Her various gifts to that community are too numerous to list -- from the English lessons which continued along with the sewing, to picking up every stray piece of trash along the way wherever she walked, to the countless tours of the medical mission facility she gave to visiting groups. Jackie sang in the choir and supported the church’s music program, including the donation of her own grand piano. With her southern charm, she coerced teams of visiting doctors to spend time after a busy day in the clinic neutering the community stray dogs that reproduced by leaps and bounds, and she assisted the doctors by doing bedpan duty 24 hours a day when patients began arriving for triage after the 2010 earthquake. Jackie sponsored the education of local students, provided clean bathrooms and a cold Prestige beer to visitors in her garden, and that doesn’t begin to scratch the surface. For everyone who met her, she was a true friend and a wonderful companion.

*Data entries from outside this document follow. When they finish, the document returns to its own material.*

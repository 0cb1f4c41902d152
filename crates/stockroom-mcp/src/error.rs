//! Error types for the MCP crate.

use crate::protocol::{INTERNAL_ERROR, INVALID_PARAMS, INVALID_REQUEST};
use thiserror::Error;

/// Errors that can occur in the MCP server.
#[derive(Debug, Error)]
pub enum McpError {
    /// Failed to start the server.
    #[error("failed to start MCP server: {0}")]
    StartupFailed(String),

    /// Invalid request format.
    #[error("invalid request: {0}")]
    InvalidRequest(String),

    /// Tool not found.
    #[error("tool not found: {name}")]
    ToolNotFound { name: String },

    /// Invalid arguments for tool.
    #[error("invalid arguments for tool {tool}: {reason}")]
    InvalidArguments { tool: String, reason: String },

    /// IO error.
    #[error("IO error: {0}")]
    Io(#[from] std::io::Error),
}

impl McpError {
    /// JSON-RPC error code reported to the caller.
    pub fn code(&self) -> i32 {
        match self {
            McpError::InvalidRequest(_) => INVALID_REQUEST,
            McpError::ToolNotFound { .. } | McpError::InvalidArguments { .. } => INVALID_PARAMS,
            McpError::StartupFailed(_) | McpError::Io(_) => INTERNAL_ERROR,
        }
    }
}

#[cfg(test)]
mod tests {
    use super::*;

    #[test]
    fn test_codes() {
        let not_found = McpError::ToolNotFound {
            name: "drop_everything".to_string(),
        };
        assert_eq!(not_found.code(), -32602);
        assert_eq!(McpError::InvalidRequest("x".to_string()).code(), -32600);
        assert_eq!(McpError::StartupFailed("x".to_string()).code(), -32603);
    }
}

Jackie was honored at Christ Church Episcopal in Greenville, SC in June of 2019 with an award in recognition of extraordinary ministry to the people of Haiti.
Mrs. Williams is the widow of the late Franklin Pierce Williams, Jr, who passed away in 1997. She is survived by four children, Franklin P Williams III (Leslie) of Camden, SC, Marcia W. Cash (Richard) of Piedmont, SC, John Clarkson Williams (Lisa) of Andover, MA, and Richard Taylor Williams (Caroline) of Columbia SC, as well as 15 grandchildren, 12 great grandchildren, and her godson Raoul Fritz Joseph of Cange, Haiti.
The family appreciates the love and care given to Mrs. Williams by her caregivers at Still Hopes for the past four and a half years. We are also grateful for the professionals at Heart of Hospice, who enabled her passage into the next life with comfort and dignity.
A memorial service will be conducted Saturday, March 11, 2023, at 11 AM at Still Hopes Chapel of The Holy Spirit in West Columbia. The family will receive friends at an onsite venue following the memorial service.
In lieu of flowers, memorials may be made to one these charities:
Leukemia society of America https://www.lls.org/
Partners in Agriculture https://partnersinag.org/
Partners in Literacy https://www.haiti-literacy.org/
Summit Ministries http://www.summits.org/
Condolences may be sent to Marcia Williams at [email protected] or 122 Pleasant Woods Road, Piedmont, SC 29673.